I’ve been working with F5-TTS for the past week to fine-tune it on Arabic lang. My dataset is around 5 hours of very clean, diverse, single-speaker. my GPU is 4090 RTX and I used around 1000 epoches for this,

The problem is that during training, after about 50% of the epochs pass, the sample outputs in ckpts/Arabic_new/samples/ start sounding good—almost identical to the base data. But when the training is done, and I try generating audio using the final checkpoints, the output becomes pretty much unintelligible. The tone and style are fine, but you can’t understand the words at all. I’ve tried both the Gradio interface and CLI tools with the same checkpoints, but no luck—they both give me the same garbled output.

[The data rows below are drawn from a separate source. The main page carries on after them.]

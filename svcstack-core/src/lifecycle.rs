//! Open/close lifecycle shared by components with remote resources

use crate::error::ServiceError;
use async_trait::async_trait;

/// A component that acquires resources on `open` and releases them on `close`
///
/// Both operations are idempotent.
#[async_trait]
pub trait Openable: Send + Sync {
    fn is_open(&self) -> bool;

    async fn open(&self, trace_id: Option<&str>) -> Result<(), ServiceError>;

    async fn close(&self, trace_id: Option<&str>) -> Result<(), ServiceError>;
}
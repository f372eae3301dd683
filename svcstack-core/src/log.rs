//! Toolkit logger interface and log message model

use crate::error::{ErrorDescription, ServiceError};
use chrono::{DateTime, Utc};

/// Log severity, ordered from least to most verbose
#[derive(Debug, Clone, Copy, PartialEq, Eq, PartialOrd, Ord, Hash)]
pub enum LogLevel {
    None,
    Fatal,
    Error,
    Warn,
    Info,
    Debug,
    Trace,
}

impl LogLevel {
    pub fn as_str(&self) -> &'static str {
        match self {
            Self::None => "NONE",
            Self::Fatal => "FATAL",
            Self::Error => "ERROR",
            Self::Warn => "WARN",
            Self::Info => "INFO",
            Self::Debug => "DEBUG",
            Self::Trace => "TRACE",
        }
    }

    /// Parse a level name or its numeric value (`0` = none .. `6` = trace)
    pub fn parse(s: &str) -> Option<Self> {
        match s.trim().to_ascii_uppercase().as_str() {
            "0" | "NONE" | "NOTHING" => Some(Self::None),
            "1" | "FATAL" => Some(Self::Fatal),
            "2" | "ERROR" => Some(Self::Error),
            "3" | "WARN" | "WARNING" => Some(Self::Warn),
            "4" | "INFO" => Some(Self::Info),
            "5" | "DEBUG" => Some(Self::Debug),
            "6" | "TRACE" => Some(Self::Trace),
            _ => None,
        }
    }
}

impl std::fmt::Display for LogLevel {
    fn fmt(&self, f: &mut std::fmt::Formatter<'_>) -> std::fmt::Result {
        f.write_str(self.as_str())
    }
}

/// A buffered log line
#[derive(Debug, Clone, PartialEq)]
pub struct LogMessage {
    pub time: DateTime<Utc>,
    pub source: Option<String>,
    pub level: LogLevel,
    pub trace_id: Option<String>,
    pub error: Option<ErrorDescription>,
    pub message: String,
}

impl LogMessage {
    pub fn new(level: LogLevel, trace_id: Option<&str>, message: impl Into<String>) -> Self {
        Self {
            time: Utc::now(),
            source: None,
            level,
            trace_id: trace_id.map(str::to_string),
            error: None,
            message: message.into(),
        }
    }
}

/// Logger capability that components write to
pub trait Logger: Send + Sync {
    /// Maximum level that is written
    fn level(&self) -> LogLevel;

    fn write(&self, message: LogMessage);

    fn log(
        &self,
        level: LogLevel,
        trace_id: Option<&str>,
        error: Option<&ServiceError>,
        message: &str,
    ) {
        if level == LogLevel::None || level > self.level() {
            return;
        }
        let mut entry = LogMessage::new(level, trace_id, message);
        entry.error = error.map(ServiceError::to_description);
        self.write(entry);
    }

    fn error(&self, trace_id: Option<&str>, error: Option<&ServiceError>, message: &str) {
        self.log(LogLevel::Error, trace_id, error, message);
    }

    fn warn(&self, trace_id: Option<&str>, message: &str) {
        self.log(LogLevel::Warn, trace_id, None, message);
    }

    fn info(&self, trace_id: Option<&str>, message: &str) {
        self.log(LogLevel::Info, trace_id, None, message);
    }

    fn debug(&self, trace_id: Option<&str>, message: &str) {
        self.log(LogLevel::Debug, trace_id, None, message);
    }

    fn trace(&self, trace_id: Option<&str>, message: &str) {
        self.log(LogLevel::Trace, trace_id, None, message);
    }
}

#[cfg(test)]
mod tests {
    use super::*;
    use parking_lot::Mutex;

    struct MemoryLogger {
        level: LogLevel,
        lines: Mutex<Vec<LogMessage>>,
    }

    impl Logger for MemoryLogger {
        fn level(&self) -> LogLevel {
            self.level
        }

        fn write(&self, message: LogMessage) {
            self.lines.lock().push(message);
        }
    }

    #[test]
    fn test_parse_levels() {
        assert_eq!(LogLevel::parse("warning"), Some(LogLevel::Warn));
        assert_eq!(LogLevel::parse("5"), Some(LogLevel::Debug));
        assert_eq!(LogLevel::parse("loud"), None);
        assert!(LogLevel::Error < LogLevel::Info);
    }

    #[test]
    fn test_level_filtering() {
        let logger = MemoryLogger {
            level: LogLevel::Info,
            lines: Mutex::new(Vec::new()),
        };

        logger.debug(None, "dropped");
        logger.info(Some("t1"), "kept");
        let error = ServiceError::internal("BOOM", "It broke");
        logger.error(Some("t2"), Some(&error), "failed");

        let lines = logger.lines.lock();
        assert_eq!(lines.len(), 2);
        assert_eq!(lines[0].trace_id.as_deref(), Some("t1"));
        assert_eq!(lines[1].error.as_ref().unwrap().code, "BOOM");
    }
}
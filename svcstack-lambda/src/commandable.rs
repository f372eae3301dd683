//! Exposes a commandable controller's commands as function actions

use crate::function::{instrument, ActionHandler, Initializer, LambdaFunction};
use async_trait::async_trait;
use serde_json::Value;
use std::sync::Arc;
use svcstack_core::{CachedCounters, Command, Commandable, Logger, Parameters, ServiceError};

/// Registers one instrumented action per controller command
pub struct CommandRegistration {
    controller: Arc<dyn Commandable>,
}

impl CommandRegistration {
    pub fn new(controller: Arc<dyn Commandable>) -> Self {
        Self { controller }
    }
}

#[async_trait]
impl Initializer for CommandRegistration {
    async fn initialize(&self, function: &LambdaFunction) -> Result<(), ServiceError> {
        for command in self.controller.command_set().commands() {
            let action = CommandAction {
                prefix: format!("{}.{}", function.name(), command.name()),
                command: command.clone(),
                counters: function.counters().clone(),
                logger: function.logger().cloned(),
            };
            function.register_handler(command.name(), command.schema().cloned(), Arc::new(action))?;
        }
        Ok(())
    }
}

struct CommandAction {
    prefix: String,
    command: Arc<dyn Command>,
    counters: CachedCounters,
    logger: Option<Arc<dyn Logger>>,
}

#[async_trait]
impl ActionHandler for CommandAction {
    async fn handle(&self, event: Value) -> Result<Value, ServiceError> {
        let trace_id = event
            .get("correlationId")
            .and_then(Value::as_str)
            .map(str::to_string);
        let args = match event {
            Value::Object(map) => map,
            _ => Parameters::new(),
        };

        let timing = instrument(&self.counters, self.logger.as_deref(), trace_id.as_deref(), &self.prefix);

        let result = self.command.execute(trace_id.as_deref(), args).await;
        timing.end_timing();
        result
    }
}

impl LambdaFunction {
    /// A function whose actions are the commands of `controller`
    pub fn commandable(name: &str, description: Option<&str>, controller: Arc<dyn Commandable>) -> Self {
        Self::new(name, description).with_initializer(Arc::new(CommandRegistration::new(controller)))
    }
}

#[cfg(test)]
mod tests {
    use super::*;
    use serde_json::json;
    use svcstack_core::{CommandSet, CounterType, FnCommand, Schema, TypeCode};

    struct GreetingController {
        commands: CommandSet,
    }

    impl GreetingController {
        fn new() -> Self {
            let mut commands = CommandSet::new();
            commands.add_command(Arc::new(FnCommand::new(
                "greet",
                Some(Schema::new().with_required_property("name", TypeCode::String)),
                |_trace_id, args| async move {
                    let name = args.get("name").and_then(Value::as_str).unwrap_or_default().to_string();
                    Ok(json!({ "greeting": format!("Hello, {}", name) }))
                },
            )));
            Self { commands }
        }
    }

    impl Commandable for GreetingController {
        fn command_set(&self) -> &CommandSet {
            &self.commands
        }
    }

    #[tokio::test]
    async fn test_commands_become_actions() {
        let function = LambdaFunction::commandable("greeter", None, Arc::new(GreetingController::new()));
        let result = function
            .handle(json!({ "cmd": "greet", "correlationId": "t1", "name": "Ann" }))
            .await
            .unwrap();
        assert_eq!(result, json!({ "greeting": "Hello, Ann" }));
        assert!(function.has_action("greet"));

        let count = function.counters().get("greeter.greet.exec_count").unwrap();
        assert_eq!(count.count, Some(1));
        let time = function.counters().get("greeter.greet.exec_time").unwrap();
        assert_eq!(time.counter_type, CounterType::Interval);
    }

    #[tokio::test]
    async fn test_command_schema_applies() {
        let function = LambdaFunction::commandable("greeter", None, Arc::new(GreetingController::new()));
        let err = function.handle(json!({ "cmd": "greet" })).await.unwrap_err();
        assert_eq!(err.code, "INVALID_DATA");
        assert!(function.counters().get("greeter.greet.exec_count").is_none());
    }

    #[tokio::test]
    async fn test_commands_survive_close() {
        let function = LambdaFunction::commandable("greeter", None, Arc::new(GreetingController::new()));
        let event = json!({ "cmd": "greet", "name": "Ann" });

        function.handle(event.clone()).await.unwrap();
        function.close(None).await.unwrap();

        let result = function.handle(event).await.unwrap();
        assert_eq!(result, json!({ "greeting": "Hello, Ann" }));
        let count = function.counters().get("greeter.greet.exec_count").unwrap();
        assert_eq!(count.count, Some(2));
    }
}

I check the code, specially how it generates these sample outputs during training. from what I see it uses intermediate checkpoints to generate mel-spectrograms for the given gen_text and then passes those through the vocoder.
So, if the samples during training are generated like this, why can’t I recreate the same quality when I use the final checkpoints? Am I missing something obvious here?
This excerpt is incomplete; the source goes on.